The low valence metal used in the first step is not particularly limited. In this specification, the low valence metal can be defined as being an element that belongs to typical elements and as being a metal that does not have an oxidation number of 5 or greater under a normal condition. It may be a metal element, for example, selected from magnesium, zinc, copper, iron, cadmium, tin, titanium, and sodium. Furthermore, the low valence metal may be in the form of a metal alloy containing at least one of these metal elements as a major component. Examples of such metal alloy ate an alloy of zinc and copper, Raney nickel, an alloy of silver and zinc, and an alloy of copper and magnesium. Furthermore, metal ion in a low oxidation state may also be applicable, such as titanium trichloride, samarium diiodide, and chromium dichloride. Furthermore, such metal ion in a low oxidation state may be in the form of a metal complex such as sodium naphthalenide, sodium benzophenon ketyl complex, or tetrakis(triphenylphosphine)palladium. Still furthermore, the low valence metal may be in the form of a mixture of the metal element or the metal alloy and the metal compound or the metal complex. Examples of such mixture are a mixture of titanium tetrachloride and metallic zinc, a mixture of titanocene dichloride and zinc, a mixture of samarium diiodide and samarium, and a mixture of samarium diiodide and magnesium. Of these, it is preferable to use magnesium or a mixture containing magnesium.

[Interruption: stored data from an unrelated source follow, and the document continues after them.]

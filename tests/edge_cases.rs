#![allow(clippy::unwrap_used, clippy::expect_used, clippy::panic)]
//! Edge-case tests for hostile and damaged input
//! Truncation, offset tampering, malformed prefixes, limits and depth bounds

use game_wire_protocol::config::CodecConfig;
use game_wire_protocol::core::layout::{ElementKind, FieldKind, PrimitiveType, RecordLayout};
use game_wire_protocol::core::value::{Record, Value};
use game_wire_protocol::error::ErrorKind;
use game_wire_protocol::protocol::codec::{Codec, WireRecord};
use game_wire_protocol::schema::{
    self, IdChain, InteractionConfig, InteractionTarget, ItemCategory, ParamValue, Selector,
    Vector3f,
};

fn codec() -> Codec<'static> {
    Codec::new(schema::registry().unwrap(), CodecConfig::default())
}

fn interaction() -> InteractionConfig {
    InteractionConfig::new("blast", InteractionTarget::Owner)
        .with_cooldown(2.0)
        .with_selector(Selector::AoeCircle {
            range: 3.0,
            offset: Vector3f::new(0.0, 1.0, 0.0),
        })
        .with_param(ParamValue::Double(0.75))
        .with_param(ParamValue::String("fire".into()))
        .with_tag("vfx", "explosion")
        .with_tag("sfx", "boom")
}

fn category_tree() -> ItemCategory {
    ItemCategory::new("root", 0).with_children(vec![
        ItemCategory::new("a", 1)
            .with_name("A")
            .with_children(vec![ItemCategory::new("a1", 0).with_icon("a1.png")]),
        ItemCategory::new("b", 2),
    ])
}

// ============================================================================
// TRUNCATION
// ============================================================================

fn assert_every_truncation_fails<T: WireRecord>(bytes: &[u8]) {
    let codec = codec();
    for k in 0..bytes.len() {
        let result = codec.validate_value::<T>(&bytes[..k], 0);
        assert!(!result.is_ok(), "truncation at {k} validated");
        assert!(
            codec.decode_value::<T>(&bytes[..k], 0).is_err(),
            "truncation at {k} decoded"
        );
    }
    assert!(codec.validate_value::<T>(bytes, 0).is_ok());
}

#[test]
fn test_truncated_interaction_always_rejected() {
    let bytes = codec().encode_value_to_vec(&interaction()).unwrap();
    assert_every_truncation_fails::<InteractionConfig>(&bytes);
}

#[test]
fn test_truncated_category_tree_always_rejected() {
    let bytes = codec().encode_value_to_vec(&category_tree()).unwrap();
    assert_every_truncation_fails::<ItemCategory>(&bytes);
}

#[test]
fn test_truncated_chain_always_rejected() {
    let chain = IdChain::new("x").with_parent(IdChain::new("yy").with_parent(IdChain::new("zzz")));
    let bytes = codec().encode_value_to_vec(&chain).unwrap();
    assert_every_truncation_fails::<IdChain>(&bytes);
}

// ============================================================================
// OFFSET TABLE AND BITMASK TAMPERING
// ============================================================================

#[test]
fn test_shifted_offset_rejected() {
    let codec = codec();
    let mut bytes = codec.encode_value_to_vec(&category_tree()).unwrap();
    let layout = ItemCategory::layout().unwrap();

    // The "children" slot is the last of four after bitmask(1) + order(4).
    let slot = layout.placement(4).unwrap().position;
    let offset = u32::from_le_bytes(bytes[slot..slot + 4].try_into().unwrap());
    bytes[slot..slot + 4].copy_from_slice(&(offset + 1).to_le_bytes());

    let result = codec.validate_value::<ItemCategory>(&bytes, 0);
    assert_eq!(result.reason(), Some(ErrorKind::InvalidOffset));
    assert_eq!(
        codec.decode_value::<ItemCategory>(&bytes, 0).unwrap_err().kind(),
        ErrorKind::InvalidOffset
    );
}

#[test]
fn test_offset_beyond_buffer_rejected() {
    let codec = codec();
    let mut bytes = codec.encode_value_to_vec(&IdChain::new("id")).unwrap();
    // id slot sits right after the one-byte bitmask
    bytes[1..5].copy_from_slice(&u32::MAX.to_le_bytes());

    let result = codec.validate_value::<IdChain>(&bytes, 0);
    assert_eq!(result.reason(), Some(ErrorKind::InvalidOffset));
}

#[test]
fn test_bitmask_padding_bits_rejected() {
    let codec = codec();
    let mut bytes = codec.encode_value_to_vec(&IdChain::new("id")).unwrap();
    bytes[0] |= 0x80;

    let result = codec.validate_value::<IdChain>(&bytes, 0);
    assert_eq!(result.reason(), Some(ErrorKind::BitmaskInconsistent));
}

#[test]
fn test_absent_slot_contents_ignored() {
    let codec = codec();
    let mut bytes = codec.encode_value_to_vec(&IdChain::new("solo")).unwrap();
    // Parent is absent; garbage in its slot must not matter.
    bytes[5..9].copy_from_slice(&[0xDE, 0xAD, 0xBE, 0xEF]);

    let (decoded, _) = codec.decode_value::<IdChain>(&bytes, 0).unwrap();
    assert_eq!(decoded, IdChain::new("solo"));
}

#[test]
fn test_bit_claiming_absent_field_is_checked() {
    let codec = codec();
    let mut bytes = codec.encode_value_to_vec(&IdChain::new("solo")).unwrap();
    // Claim a parent that was never written.
    bytes[0] |= 0x01;

    assert!(!codec.validate_value::<IdChain>(&bytes, 0).is_ok());
    assert!(codec.decode_value::<IdChain>(&bytes, 0).is_err());
}

// ============================================================================
// PREFIXES AND LIMITS
// ============================================================================

fn text_layout() -> std::sync::Arc<RecordLayout> {
    RecordLayout::builder("Text")
        .field("s", FieldKind::VariableString)
        .build()
        .unwrap()
}

#[test]
fn test_malformed_varint_rejected() {
    let codec = codec();
    let buf = [0, 0, 0, 0, 0xFF, 0xFF, 0xFF, 0xFF, 0xFF, 0x01];
    let result = codec.validate(&text_layout(), &buf, 0);
    assert_eq!(result.reason(), Some(ErrorKind::MalformedVarInt));
}

#[test]
fn test_string_over_configured_limit() {
    let config = CodecConfig {
        max_string_len: 4,
        ..CodecConfig::default()
    };
    let codec = Codec::new(schema::registry().unwrap(), config);
    let buf = [0, 0, 0, 0, 5, b'h', b'e', b'l', b'l', b'o'];

    let result = codec.validate(&text_layout(), &buf, 0);
    assert_eq!(result.reason(), Some(ErrorKind::LengthExceedsCapacity));

    let record = Record::builder(&text_layout())
        .set("s", Value::string("hello"))
        .unwrap()
        .build()
        .unwrap();
    let err = codec.encode_to_vec(&record).unwrap_err();
    assert_eq!(err.kind(), ErrorKind::LengthExceedsCapacity);
}

#[test]
fn test_huge_collection_count_rejected_without_allocation() {
    let layout = RecordLayout::builder("Many")
        .field(
            "v",
            FieldKind::VariableCollection(ElementKind::Primitive(PrimitiveType::U64)),
        )
        .build()
        .unwrap();
    // count = 2^31 - 1
    let buf = [0, 0, 0, 0, 0xFF, 0xFF, 0xFF, 0xFF, 0x07];
    let codec = codec();
    assert!(!codec.validate(&layout, &buf, 0).is_ok());
    assert!(codec.decode(&layout, &buf, 0).is_err());
}

#[test]
fn test_invalid_enum_byte_rejected() {
    let codec = codec();
    let mut bytes = codec.encode_value_to_vec(&interaction()).unwrap();
    let layout = InteractionConfig::layout().unwrap();
    let target_at = layout.placement(1).unwrap().position;
    bytes[target_at] = 9;

    let result = codec.validate_value::<InteractionConfig>(&bytes, 0);
    assert_eq!(result.reason(), Some(ErrorKind::InvalidEnumValue));
}

#[test]
fn test_decode_at_offset_past_end() {
    let codec = codec();
    let bytes = codec.encode_value_to_vec(&IdChain::new("a")).unwrap();
    let err = codec
        .decode_value::<IdChain>(&bytes, bytes.len() + 10)
        .unwrap_err();
    assert_eq!(err.kind(), ErrorKind::TruncatedInput);
}

// ============================================================================
// DEPTH
// ============================================================================

#[test]
fn test_depth_limit_applies_to_encode_and_decode() {
    let mut chain = IdChain::new("0");
    for i in 1..10 {
        chain = IdChain::new(i.to_string()).with_parent(chain);
    }
    let bytes = codec().encode_value_to_vec(&chain).unwrap();

    let shallow = Codec::new(
        schema::registry().unwrap(),
        CodecConfig::default().with_max_depth(5),
    );
    assert_eq!(
        shallow.encode_value_to_vec(&chain).unwrap_err().kind(),
        ErrorKind::DepthExceeded
    );
    assert_eq!(
        shallow.validate_value::<IdChain>(&bytes, 0).reason(),
        Some(ErrorKind::DepthExceeded)
    );
    assert_eq!(
        shallow.bytes_consumed_value::<IdChain>(&bytes, 0).unwrap_err().kind(),
        ErrorKind::DepthExceeded
    );

    // Exactly at the limit is fine: ten links are depths 0..=9.
    let exact = Codec::new(
        schema::registry().unwrap(),
        CodecConfig::default().with_max_depth(9),
    );
    assert!(exact.decode_value::<IdChain>(&bytes, 0).is_ok());
}

#[test]
fn test_variant_records_count_towards_depth() {
    let config = interaction();
    let bytes = codec().encode_value_to_vec(&config).unwrap();

    // Root is depth 0; selector and params records are depth 1; the embedded
    // Vector3f inside the selector is depth 2.
    let tight = Codec::new(
        schema::registry().unwrap(),
        CodecConfig::default().with_max_depth(1),
    );
    assert_eq!(
        tight.validate_value::<InteractionConfig>(&bytes, 0).reason(),
        Some(ErrorKind::DepthExceeded)
    );
    let enough = Codec::new(
        schema::registry().unwrap(),
        CodecConfig::default().with_max_depth(2),
    );
    assert!(enough.validate_value::<InteractionConfig>(&bytes, 0).is_ok());
}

When the low valence metal is used in the form of a metal element (metallic form), its shape is not particularly limited. In fact, it may be in the form of powder, granules, aggregates, porous solid, chips or rod. For example, it is possible to directly use a magnesium having a known shape generally used for Grignard reaction.
Amii Hideki
Uneyama Kenji
Central Glass Company Limited
Crowell & Moring LLP
Shaver Paul F.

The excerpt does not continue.